In essence, I became part of the culture of the school and used a variety of tools to support my inquiry. For the first part of the study I videotaped the school culture, everything from events in the gymnasium to lunch times in the auditorium. I also videotaped a wide range of their activities while they were conducting their own video-based investigations at Clayoquot Sound and around the school. I also "hung around" with the young people showing them how to shoot video and entering into conversations about their day-to-day lives in the school. On regular occasions, I conducted and videotaped one-on-one interviews with questions that were designed to elicit and provoke ideas about their own thinking. The questions were often responses to what they said, but sometimes I used a list of questions I would construct in advance to see how the various students would respond. Young people were given cameras so they could videotape their investigations. There were a few old video camcorders in the school that they could borrow from the library. I brought another one from MERLin for the Bayside classroom so that spontaneous events could be videotaped when they decided to do so.

I visited the school site approximately twice a month for two or three days a visit using video and textual notations written on my Powerbook; I kept these reflections available with my computer on and files open for teachers, young people, and parents to read. When the data was gathered (and while the data was being gathered), chunks of data were selected that best exemplified the approach used by the young people in designing their projects. This information was digitized and accessible to collaborative data analysis by myself and colleagues. At this stage, I looked for themes to gain a picture of the broader issues. Once these themes had been formed, I re-edited the video and built digital "vignettes" portraying the young people's thinking. My analysis of the video and text data occurred throughout the investigation. Categories were constantly being developed and shifted as opportunities became available and new experiences were being layered.

In MERLin, my team and I designed three multimedia tools. One tool, called "Constellations," is used to analyze digitized video and text data (Goldman-Segall, 1993). This research tool, based on a tool I designed at the MIT Media Lab called Learning Constellations, enabled me to access text, video, graphs, etc., and to browse through databases, collect and combine chunks into clusters, or constellations, and annotate. (This software can be downloaded from the MERLin site). The other tool is a CD-ROM computer program called The Global Forest designed for middle school students in distributed locations to learn from the Bayside young people's studies of Clayoquot Sound. And, the third is Web Constellations, the first server-side, web-based database system designed to enable a community to catalog, describe, and meaningfully organize data accessible on the Web. Learners or researchers in dispersed locations can use Web Constellations to access the same database and collaboratively analyze that set of data. Stars and constellations can be tagged with keywords and researchers can engage in dialog about particular stars and constellations using the annotation discussion system.
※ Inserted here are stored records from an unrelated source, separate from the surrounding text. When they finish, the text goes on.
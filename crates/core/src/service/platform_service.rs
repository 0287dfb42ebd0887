//! Platform service facade.

use std::sync::Arc;

use cashback_adapters::{Platform, StandardActivityDetail};
use log::{debug, error, info, warn};

use crate::config::{ProviderConfig, ServiceConfig};
use crate::errors::{Error, Result};
use crate::http::HttpClient;
use crate::provider::{
    ActivityListResult, ConvertLinkOptions, ConvertLinkResult, FetchDetailOptions,
    FetchListOptions, ProviderCapabilities, ProviderFactories, ProviderFeature, ProviderMeta,
    SupplierCode, SupplierProvider,
};
use crate::registry::{ProviderRegistry, SelectionStrategy};
use crate::trace::create_trace_id;

/// Single entry point for supplier operations.
///
/// At construction every enabled supplier config is registered for every
/// platform its factory supports. Configs whose factory is unknown or whose
/// provider cannot be created are logged and skipped.
pub struct PlatformService {
    registry: ProviderRegistry,
    factories: ProviderFactories,
    /// Suppliers with at least one registered provider, in config order.
    configured: Vec<SupplierCode>,
    strategy: SelectionStrategy,
}

impl PlatformService {
    pub fn new(config: &ServiceConfig, http: Arc<dyn HttpClient>) -> Self {
        let factories = ProviderFactories::with_signing_backend(config.signing_backend);
        Self::with_factories(config, http, factories)
    }

    pub fn with_factories(
        config: &ServiceConfig,
        http: Arc<dyn HttpClient>,
        factories: ProviderFactories,
    ) -> Self {
        let mut service = Self {
            registry: ProviderRegistry::new(),
            factories,
            configured: Vec::new(),
            strategy: config.selection_strategy,
        };
        for provider_config in config.providers.iter().filter(|c| c.enabled) {
            service.initialize_provider(provider_config, &http);
        }
        service
    }

    fn initialize_provider(&mut self, config: &ProviderConfig, http: &Arc<dyn HttpClient>) {
        let factory = match self.factories.get(config.code) {
            Ok(factory) => factory,
            Err(e) => {
                error!("Failed to initialize supplier {}: {}", config.code, e);
                return;
            }
        };

        let mut registered = 0;
        for platform in factory.supported_platforms() {
            match factory.create(platform, config, Arc::clone(http)) {
                Ok(provider) => {
                    self.registry.register(provider);
                    registered += 1;
                }
                Err(e) => error!(
                    "Failed to create provider {}:{}: {}",
                    config.code, platform, e
                ),
            }
        }

        if registered > 0 && !self.configured.contains(&config.code) {
            self.configured.push(config.code);
            info!(
                "Initialized supplier {} on {} platform(s)",
                config.code, registered
            );
        }
    }

    fn select(&self, platform: Platform, trace_id: &str) -> Result<Arc<dyn SupplierProvider>> {
        let provider = self.registry.select(platform, self.strategy, trace_id)?;
        debug!(
            "Using provider {}:{} (trace: {})",
            provider.supplier(),
            platform,
            trace_id
        );
        Ok(provider)
    }

    pub async fn fetch_activity_list(
        &self,
        platform: Platform,
        mut options: FetchListOptions,
    ) -> Result<ActivityListResult> {
        options.trace_id = ensure_trace_id(platform, options.trace_id);
        let provider = self.select(platform, &options.trace_id)?;
        provider.fetch_activity_list(options).await
    }

    pub async fn fetch_activity_detail(
        &self,
        platform: Platform,
        mut options: FetchDetailOptions,
    ) -> Result<StandardActivityDetail> {
        options.trace_id = ensure_trace_id(platform, options.trace_id);
        let provider = self.select(platform, &options.trace_id)?;
        provider.fetch_activity_detail(options).await
    }

    /// Converts a link on `platform`.
    ///
    /// Fails with [`Error::UnsupportedOperation`] before any request when the
    /// selected provider lacks the `convertLink` capability.
    pub async fn convert_link(
        &self,
        platform: Platform,
        mut options: ConvertLinkOptions,
    ) -> Result<ConvertLinkResult> {
        options.trace_id = ensure_trace_id(platform, options.trace_id);
        let provider = self.select(platform, &options.trace_id)?;
        if !provider.supports(ProviderFeature::ConvertLink) {
            warn!(
                "Link conversion is not supported by {} for {} (trace: {})",
                provider.supplier(),
                platform,
                options.trace_id
            );
            return Err(Error::unsupported_operation(
                ProviderFeature::ConvertLink.as_str(),
                provider.supplier(),
                platform,
            ));
        }
        provider.convert_link(options).await
    }

    /// True when any provider registered for `platform` offers `feature`.
    pub fn supports_feature(&self, platform: Platform, feature: ProviderFeature) -> bool {
        self.registry
            .providers_for(platform)
            .iter()
            .any(|provider| provider.supports(feature))
    }

    /// Link type codes offered by the providers of `platform`, ascending.
    pub fn supported_link_types(&self, platform: Platform) -> Vec<i64> {
        let mut link_types: Vec<i64> = self
            .registry
            .providers_for(platform)
            .iter()
            .flat_map(|provider| provider.capabilities().supported_link_types(platform))
            .collect();
        link_types.sort_unstable();
        link_types.dedup();
        link_types
    }

    /// Capability table of the first configured supplier.
    pub fn provider_capabilities(&self) -> Option<&'static ProviderCapabilities> {
        self.configured
            .iter()
            .find_map(|code| self.factories.get(*code).ok())
            .map(|factory| factory.capabilities())
    }

    pub fn supported_platforms(&self) -> Vec<Platform> {
        self.registry.supported_platforms()
    }

    /// Metadata of every configured supplier.
    pub fn provider_metas(&self) -> Vec<ProviderMeta> {
        self.configured
            .iter()
            .filter_map(|code| self.factories.get(*code).ok())
            .map(|factory| ProviderMeta::from_capabilities(factory.capabilities(), true))
            .collect()
    }

    pub fn registry(&self) -> &ProviderRegistry {
        &self.registry
    }

    /// Health of the provider selected for `platform`. False when none is
    /// registered.
    pub async fn health_check(&self, platform: Platform) -> bool {
        let trace_id = create_trace_id(platform.as_str());
        match self.registry.select(platform, self.strategy, &trace_id) {
            Ok(provider) => provider.health_check().await,
            Err(e) => {
                warn!("Health check skipped: {}", e);
                false
            }
        }
    }
}

fn ensure_trace_id(platform: Platform, trace_id: String) -> String {
    if trace_id.trim().is_empty() {
        create_trace_id(platform.as_str())
    } else {
        trace_id
    }
}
Recently, a specifically designed version of Web Constellations has been linked to my book, Points of Viewing Children's Thinking: A Digital Ethnographer's Journey for readers to view the video described in the book and add their comments to other readers comments.

Planning meetings with teachers, the vice principal, and my colleagues from the University of Victoria took place in 1992 and 1993; implementation meetings were less formal and occurred throughout the project mainly over email and in and around the regular class schedule. My visits were usually made with a host of other researchers. My research assistant, spent most of his time working with the young people to solve technical problems. However, he also conducted interviews, spent time with the kids on field trips, and suggested many interpretations about how to think about young people's construction of their gender identity.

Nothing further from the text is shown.